Albert no se decidió. Pensaba que quizá fueran a hacerle el numerito del poli bueno y el malo. Pero ambos eran malos.
– Si no nos dices quién es el informador, irás ajuicio por intromisión en la vida privada de una persona. Un delito actualmente tipificado como muy grave.
– Diez años -añadió Butxana.
– Es un amigo -confesó al acto Albert.
– Quién.
– El asesor cultural del señor Lloris.
– O sea, alguien muy cercano a él -afirmó Butxana.
– Casi todos los días le da clases.
– Interesante -dijo Tordera.
– Así que sabes todos los pasos que dan y los detalles internos del pacto.
– Sí, señor.
– Incluso podrías saber más cosas.
– Aparte del proceso del pacto, ¿qué más sabes? -preguntó Butxana.
– De momento, nada.
– No me lo creo.
– Ni yo -baza complementaria de Tordera.
– Si son policías, ¿por qué llevan un coche normal?
– Camuflaje -respondió Tordera.
– Usted no me ha mostrado su placa de identificación -Albert a Butxana.
– ¿No te basta con una?
– No me fío de ustedes. ¿Por qué quieren saber cosas al margen del pacto?
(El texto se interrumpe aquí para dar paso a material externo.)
#[cfg(test)]
mod tests {
    use super::*;
    use SiteIndexEquation::*;

    #[test]
    fn test_breast_height_below_13_rejected() {
        let err = height_to_index(SwGoudieNat, 20.0, AgeType::Breast, 1.2).unwrap_err();
        assert!(matches!(err, YieldError::LessThan13(_)));
    }

    #[test]
    fn test_non_positive_age_rejected() {
        let err = height_to_index(SwGoudieNat, 0.0, AgeType::Total, 10.0).unwrap_err();
        assert!(matches!(err, YieldError::NoAnswer(_)));
    }

    #[test]
    fn test_young_breast_age_is_growth_intercept_minimum() {
        let err = height_to_index(SwGoudieNat, 0.5, AgeType::Breast, 1.5).unwrap_err();
        assert!(matches!(err, YieldError::GrowthInterceptMinimum(_)));
    }

    #[test]
    fn test_growth_intercept_with_total_age_rejected() {
        let err = height_to_index(FdcNighgi, 20.0, AgeType::Total, 8.0).unwrap_err();
        assert!(matches!(err, YieldError::GrowthInterceptTotal(_)));
    }

    #[test]
    fn test_breast_age_inverse_recovers_site_index() {
        for eq in [SwGoudieNat, PliThrower, FdcBruce, HwcWiley, BaKurucz82, SbNigh, CwcKurucz] {
            let h = index_to_height(eq, 40.0, AgeType::Breast, 24.0, 8.5, 0.5).unwrap();
            let si =
                height_to_index_by(eq, 40.0, AgeType::Breast, h, SiteEstimation::Iterate).unwrap();
            assert!((si - 24.0).abs() < 0.1, "{eq}: {si}");
        }
    }

    #[test]
    fn test_direct_inverse_values() {
        let si = height_to_index(FdiThrower, 40.0, AgeType::Breast, 20.0).unwrap();
        assert!((si - 23.2894).abs() < 1e-4, "got {si}");
        let si = height_to_index(PliThrower, 40.0, AgeType::Breast, 20.0).unwrap();
        assert!((si - 22.7274).abs() < 1e-3, "got {si}");
        let si = height_to_index(DrNigh, 40.0, AgeType::Breast, 20.0).unwrap();
        assert!((si - 23.8158).abs() < 1e-3, "got {si}");
        let si = height_to_index(FdiMonsDf, 50.0, AgeType::Breast, 25.0).unwrap();
        assert!((si - 26.4248).abs() < 1e-3, "got {si}");
    }

    #[test]
    fn test_direct_inverse_tracks_height_curve() {
        for age in [20.0, 40.0, 80.0] {
            let h = index_to_height(PliThrower, age, AgeType::Breast, 24.0, 8.5, 0.5).unwrap();
            let direct = height_to_index(PliThrower, age, AgeType::Breast, h).unwrap();
            let iterated =
                height_to_index_by(PliThrower, age, AgeType::Breast, h, SiteEstimation::Iterate)
                    .unwrap();
            assert!((direct - iterated).abs() < 0.35, "age {age}: {direct} vs {iterated}");
            assert!((direct - iterated).abs() > 1e-4, "age {age}: direct matched exactly");
        }
    }

    #[test]
    fn test_curves_without_direct_inverse_iterate() {
        let h = index_to_height(FdcBruce, 40.0, AgeType::Breast, 30.0, 8.5, 0.5).unwrap();
        let direct = height_to_index(FdcBruce, 40.0, AgeType::Breast, h).unwrap();
        let iterated =
            height_to_index_by(FdcBruce, 40.0, AgeType::Breast, h, SiteEstimation::Iterate)
                .unwrap();
        assert_eq!(direct, iterated);
    }

    #[test]
    fn test_every_direct_inverse_is_finite() {
        for eq in [
            AtGoudie, BaDilucca, DrNigh, FdiMilner, FdiThrower, PliThrower, LwMilner, PliDempster,
            PliMilner, PyMilner, PwCurtis, SwHuGarcia, SwDempster, SbDempster, FdiVdpMont,
            FdiVdpWash, FdiMonsDf, FdiMonsGf, FdiMonsWrc, FdiMonsWh, FdiMonsSaf, HmMeans,
        ] {
            let si = direct_breast_index(eq, 40.0, 20.0).unwrap();
            assert!(si.is_finite() && si > 0.0, "{eq}: {si}");
        }
        assert!(direct_breast_index(FdcBruce, 40.0, 20.0).is_none());
    }

    #[test]
    fn test_estimation_parse() {
        assert_eq!("direct".parse::<SiteEstimation>().unwrap(), SiteEstimation::Direct);
        assert_eq!("Iterate".parse::<SiteEstimation>().unwrap(), SiteEstimation::Iterate);
        assert!("newton".parse::<SiteEstimation>().is_err());
        assert_eq!(SiteEstimation::default(), SiteEstimation::Direct);
    }

    #[test]
    fn test_total_age_inverse_is_consistent() {
        let si = height_to_index(SwGoudieNat, 60.0, AgeType::Total, 20.0).unwrap();
        let y2bh = years_to_breast_height(SwGoudieNat, si).unwrap();
        let h = index_to_height(SwGoudieNat, 60.0 - y2bh, AgeType::Breast, si, y2bh, 0.5).unwrap();
        assert!((h - 20.0).abs() < 0.05, "got {h} for si {si}");
    }

    #[test]
    fn test_hu_garcia_closed_form() {
        let si = height_to_index(SwHuGarcia, 50.0, AgeType::Breast, 21.0).unwrap();
        assert!((si - 21.0).abs() < 1e-3);
    }

    #[test]
    fn test_thrower_total_age_closed_form() {
        assert_eq!(height_to_index(FdiThrower, 3.0, AgeType::Total, 1.0).unwrap(), 1.3);
        let si = height_to_index(FdiThrower, 60.0, AgeType::Total, 20.0).unwrap();
        assert!(si > 10.0 && si < 40.0);
    }

    #[test]
    fn test_growth_intercept_uses_table() {
        let si = height_to_index(FdcNighgi, 10.0, AgeType::Breast, 5.0).unwrap();
        let expected = growth_intercept_index(FdcNighgi, 10.0, 5.0).unwrap().unwrap();
        assert_eq!(si, expected);
    }
}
Ahora eran ellos dos quienes no tenían respuesta.
– ¿Quiénes son? -Albert se volvió hacia Tordera-. Vuelva a mostrarme su placa. Antes lo ha hecho muy deprisa. Estaba nervioso y no me he fijado.
– Somos guardaespaldas de la señora Júlia. Mi compañero es un agente de policía retirado. Pero tú eres quien debe respondernos.
– No diré nada más.
– Has dicho bastante. Ya verás lo contento que se pondrá el señor Lloris cuando le digamos que su asesor cultural filtra información.
– De acuerdo, de acuerdo -dijo Albert, molesto-. Les doy mi palabra de que no volveré a seguir a Júlia Aleixandre.
– ¿Y tu amigo?
– Dejará de informarme.
– De eso nada. Estáis los dos implicados. Mira, os propondremos un pacto.
– ¿Un pacto? -Albert, sumamente sorprendido-. ¿Qué pacto?
– Llama por teléfono a tu amigo. Queremos que venga.
– ¿Estás seguro de lo del pacto? -preguntó Tordera a Butxana, y probablemente la pregunta se relacionaba con la economía del caso.
– No nos queda otra salida.
Albert no entendía nada. Llamó por teléfono a Miquel.
* * *
Acostumbrado a cualquier trazado urbano, incluso a los más caóticos, Liam Yeats llegó sin problemas al centro de la ciudad. Se instaló en el Astoria, cerca de la plaza del Ayuntamiento, un hotel con gran afluencia de clientes durante todo el año, con una cafetería llena de tertulianos autóctonos que la preferían como punto de encuentro habitual. En la recepción se registró con su nombre y pidió una habitación exterior. No deshizo ninguna de las dos bolsas. Las introdujo en un armario, bajó en seguida y preguntó por la oficina de telefonía móvil más próxima. A mano izquierda, dos calles más abajo, encontraría una. Contrató un número y llamó a Manuel Gil para concertar la cita previa al encargo. Gil tardaría una hora, más o menos. Le citó en su habitación.